Work to be completed: Check each line of the listing for the word "bool" and report the ones that have it.
Segment Start: Information
use std::collections::HashMap;
use std::sync::Arc;
use std::time::Duration;

use tracing::{debug, info, warn};

use crate::error::{ErrorKind, StructuredError};
use crate::query::ResultCache;
use crate::store::SqliteStore;

/// A named, idempotent remediation step. Actions are side-effecting; the
/// engine does not inspect why an action succeeded, only whether it reports
/// success.
#[async_trait::async_trait]
pub trait RecoveryAction: Send + Sync {
    fn name(&self) -> &'static str;

    /// Attempt the remediation. Returns whether it succeeded.
    async fn attempt(&self) -> bool;
}

/// Ordered recovery plan for one error kind.
pub struct RecoveryStrategy {
    pub actions: Vec<Box<dyn RecoveryAction>>,
    pub max_retries: u32,
    pub retry_delay: Duration,
}

impl std::fmt::Debug for RecoveryStrategy {
    fn fmt(&self, f: &mut std::fmt::Formatter<'_>) -> std::fmt::Result {
        f.debug_struct("RecoveryStrategy")
            .field(
                "actions",
                &self.actions.iter().map(|a| a.name()).collect::<Vec<_>>(),
            )
            .field("max_retries", &self.max_retries)
            .field("retry_delay", &self.retry_delay)
            .finish()
    }
}

/// Immutable kind → strategy table, built once at startup and consulted,
/// never mutated, during recovery attempts.
#[derive(Debug, Default)]
pub struct RecoveryRegistry {
    strategies: HashMap<ErrorKind, RecoveryStrategy>,
}

impl RecoveryRegistry {
    pub fn new(strategies: HashMap<ErrorKind, RecoveryStrategy>) -> Self {
        Self { strategies }
    }

    /// The standard strategy table over a live store and result cache.
    /// Corruption and Permission carry no strategy: they are not recoverable
    /// by design.
    pub fn standard<T>(
        store: Arc<SqliteStore>,
        cache: Arc<ResultCache<T>>,
        max_retries: u32,
        retry_delay: Duration,
    ) -> Self
    where
        T: Clone + Send + Sync + 'static,
    {
        let mut strategies: HashMap<ErrorKind, RecoveryStrategy> = HashMap::new();

        let clear_cache = || -> Box<dyn RecoveryAction> {
            Box::new(ClearResultCache {
                cache: Arc::clone(&cache),
            })
        };
        let integrity_check = || -> Box<dyn RecoveryAction> {
            Box::new(IntegrityCheck {
                store: Arc::clone(&store),
            })
        };

        strategies.insert(
            ErrorKind::Initialization,
            RecoveryStrategy {
                actions: vec![integrity_check()],
                max_retries,
                retry_delay,
            },
        );
        strategies.insert(
            ErrorKind::Connection,
            RecoveryStrategy {
                actions: vec![integrity_check()],
                max_retries,
                retry_delay,
            },
        );
        strategies.insert(
            ErrorKind::Loading,
            RecoveryStrategy {
                actions: vec![clear_cache()],
                max_retries,
                retry_delay,
            },
        );
        strategies.insert(
            ErrorKind::Query,
            RecoveryStrategy {
                actions: vec![clear_cache(), integrity_check()],
                max_retries,
                retry_delay,
            },
        );
        strategies.insert(
            ErrorKind::Transaction,
            RecoveryStrategy {
                actions: vec![Box::new(RollbackOpenTransaction {
                    store: Arc::clone(&store),
                })],
                max_retries,
                retry_delay,
            },
        );
        strategies.insert(
            ErrorKind::Memory,
            RecoveryStrategy {
                actions: vec![clear_cache()],
                max_retries,
                retry_delay,
            },
        );

        Self { strategies }
    }

    pub fn strategy(&self, kind: ErrorKind) -> Option<&RecoveryStrategy> {
        self.strategies.get(&kind)
    }

    /// Attempt recovery for a classified error. Iterates the strategy's
    /// actions in order; the first action that reports success halts the
    /// sequence. No strategy for the kind, or a Critical error, means no
    /// recovery is attempted.
    pub async fn attempt_recovery(&self, err: &StructuredError) -> bool {
        if err.is_critical() {
            warn!(kind = %err.kind, "critical error, recovery suppressed");
            return false;
        }
        let Some(strategy) = self.strategies.get(&err.kind) else {
            debug!(kind = %err.kind, "no recovery strategy");
            return false;
        };
        for action in &strategy.actions {
            debug!(kind = %err.kind, action = action.name(), "attempting recovery action");
            if action.attempt().await {
                info!(kind = %err.kind, action = action.name(), "recovery succeeded");
                return true;
            }
        }
        warn!(kind = %err.kind, "all recovery actions exhausted");
        false
    }

    /// Retry [`attempt_recovery`](Self::attempt_recovery) up to the
    /// strategy's `max_retries`, sleeping `retry_delay` between rounds.
    /// Non-retryable errors get a single attempt.
    pub async fn attempt_recovery_with_retries(&self, err: &StructuredError) -> bool {
        let (max_retries, delay) = self
            .strategy(err.kind)
            .map_or((0, Duration::ZERO), |s| (s.max_retries, s.retry_delay));
        let rounds = if err.retryable { max_retries.max(1) } else { 1 };

        for round in 0..rounds {
            if self.attempt_recovery(err).await {
                return true;
            }
            if round + 1 < rounds {
                tokio::time::sleep(delay).await;
            }
        }
        false
    }
}

// ── Standard actions ───────────────────────────────────────────────

/// Drop every memoized query result.
struct ClearResultCache<T> {
    cache: Arc<ResultCache<T>>,
}

#[async_trait::async_trait]
impl<T: Clone + Send + Sync + 'static> RecoveryAction for ClearResultCache<T> {
    fn name(&self) -> &'static str {
        "clear_result_cache"
    }

    async fn attempt(&self) -> bool {
        self.cache.clear();
        true
    }
}

/// Ask the engine whether its pages are intact.
struct IntegrityCheck {
    store: Arc<SqliteStore>,
}

#[async_trait::async_trait]
impl RecoveryAction for IntegrityCheck {
    fn name(&self) -> &'static str {
        "integrity_check"
    }

    async fn attempt(&self) -> bool {
        self.store.execute_raw("PRAGMA quick_check").is_ok()
    }
}

/// Best-effort rollback of whatever transaction the engine has open.
struct RollbackOpenTransaction {
    store: Arc<SqliteStore>,
}

#[async_trait::async_trait]
impl RecoveryAction for RollbackOpenTransaction {
    fn name(&self) -> &'static str {
        "rollback_open_transaction"
    }

    async fn attempt(&self) -> bool {
        self.store.execute_raw("ROLLBACK").is_ok()
    }
}

#[cfg(test)]
mod tests {
    use super::*;
    use crate::error::Severity;
    use std::sync::atomic::{AtomicU32, Ordering};

    struct CountingAction {
        calls: Arc<AtomicU32>,
        succeed: bool,
    }

    #[async_trait::async_trait]
    impl RecoveryAction for CountingAction {
        fn name(&self) -> &'static str {
            "counting"
        }

        async fn attempt(&self) -> bool {
            self.calls.fetch_add(1, Ordering::SeqCst);
            self.succeed
        }
    }

    fn registry_with(actions: Vec<Box<dyn RecoveryAction>>) -> RecoveryRegistry {
        let mut strategies = HashMap::new();
        strategies.insert(
            ErrorKind::Query,
            RecoveryStrategy {
                actions,
                max_retries: 3,
                retry_delay: Duration::from_millis(1),
            },
        );
        RecoveryRegistry::new(strategies)
    }

    #[tokio::test]
    async fn first_successful_action_halts_the_sequence() {
        let first = Arc::new(AtomicU32::new(0));
        let second = Arc::new(AtomicU32::new(0));
        let registry = registry_with(vec![
            Box::new(CountingAction {
                calls: Arc::clone(&first),
                succeed: true,
            }),
            Box::new(CountingAction {
                calls: Arc::clone(&second),
                succeed: true,
            }),
        ]);

        let err = StructuredError::new(ErrorKind::Query, "boom");
        assert!(registry.attempt_recovery(&err).await);
        assert_eq!(first.load(Ordering::SeqCst), 1);
        assert_eq!(second.load(Ordering::SeqCst), 0);
    }

    #[tokio::test]
    async fn exhausted_actions_report_failure() {
        let calls = Arc::new(AtomicU32::new(0));
        let registry = registry_with(vec![
            Box::new(CountingAction {
                calls: Arc::clone(&calls),
                succeed: false,
            }),
            Box::new(CountingAction {
                calls: Arc::clone(&calls),
                succeed: false,
            }),
        ]);

        let err = StructuredError::new(ErrorKind::Query, "boom");
        assert!(!registry.attempt_recovery(&err).await);
        assert_eq!(calls.load(Ordering::SeqCst), 2);
    }

    #[tokio::test]
    async fn missing_strategy_is_not_recoverable() {
        let registry = registry_with(vec![]);
        let err = StructuredError::new(ErrorKind::Timeout, "slow");
        assert!(!registry.attempt_recovery(&err).await);
    }

    #[tokio::test]
    async fn critical_errors_are_never_auto_recovered() {
        let calls = Arc::new(AtomicU32::new(0));
        let registry = registry_with(vec![Box::new(CountingAction {
            calls: Arc::clone(&calls),
            succeed: true,
        })]);

        let err = StructuredError::new(ErrorKind::Query, "boom").with_severity(Severity::Critical);
        assert!(!registry.attempt_recovery(&err).await);
        assert_eq!(calls.load(Ordering::SeqCst), 0);
    }

    #[tokio::test]
    async fn retryable_errors_retry_up_to_the_bound() {
        let calls = Arc::new(AtomicU32::new(0));
        let registry = registry_with(vec![Box::new(CountingAction {
            calls: Arc::clone(&calls),
            succeed: false,
        })]);

        let err = StructuredError::new(ErrorKind::Query, "boom");
        assert!(err.retryable);
        assert!(!registry.attempt_recovery_with_retries(&err).await);
        assert_eq!(calls.load(Ordering::SeqCst), 3);
    }

    #[tokio::test]
    async fn standard_registry_covers_recoverable_kinds() {
        let store = Arc::new(SqliteStore::in_memory().unwrap());
        let cache: Arc<ResultCache<u32>> = Arc::new(ResultCache::new(4));
        let registry =
            RecoveryRegistry::standard(store, cache, 3, Duration::from_millis(10));

        for kind in [
            ErrorKind::Initialization,
            ErrorKind::Connection,
            ErrorKind::Loading,
            ErrorKind::Query,
            ErrorKind::Transaction,
            ErrorKind::Memory,
        ] {
            assert!(registry.strategy(kind).is_some(), "{kind} needs a strategy");
        }
        for kind in [ErrorKind::Corruption, ErrorKind::Permission, ErrorKind::Unknown] {
            assert!(registry.strategy(kind).is_none(), "{kind} must not recover");
        }
    }

    #[tokio::test]
    async fn standard_query_recovery_clears_the_cache() {
        let store = Arc::new(SqliteStore::in_memory().unwrap());
        let cache: Arc<ResultCache<u32>> = Arc::new(ResultCache::new(4));
        cache.insert("k", 1);

        let registry = RecoveryRegistry::standard(
            Arc::clone(&store),
            Arc::clone(&cache),
            3,
            Duration::from_millis(10),
        );
        let err = StructuredError::new(ErrorKind::Query, "no such column: scor");
        assert!(registry.attempt_recovery(&err).await);
        assert!(cache.is_empty());
    }
}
Segment End: Information
Answer section:
    async fn attempt(&self) -> bool;
    pub async fn attempt_recovery(&self, err: &StructuredError) -> bool {
    pub async fn attempt_recovery_with_retries(&self, err: &StructuredError) -> bool {
    async fn attempt(&self) -> bool {
    async fn attempt(&self) -> bool {
    async fn attempt(&self) -> bool {
        succeed: bool,
        async fn attempt(&self) -> bool {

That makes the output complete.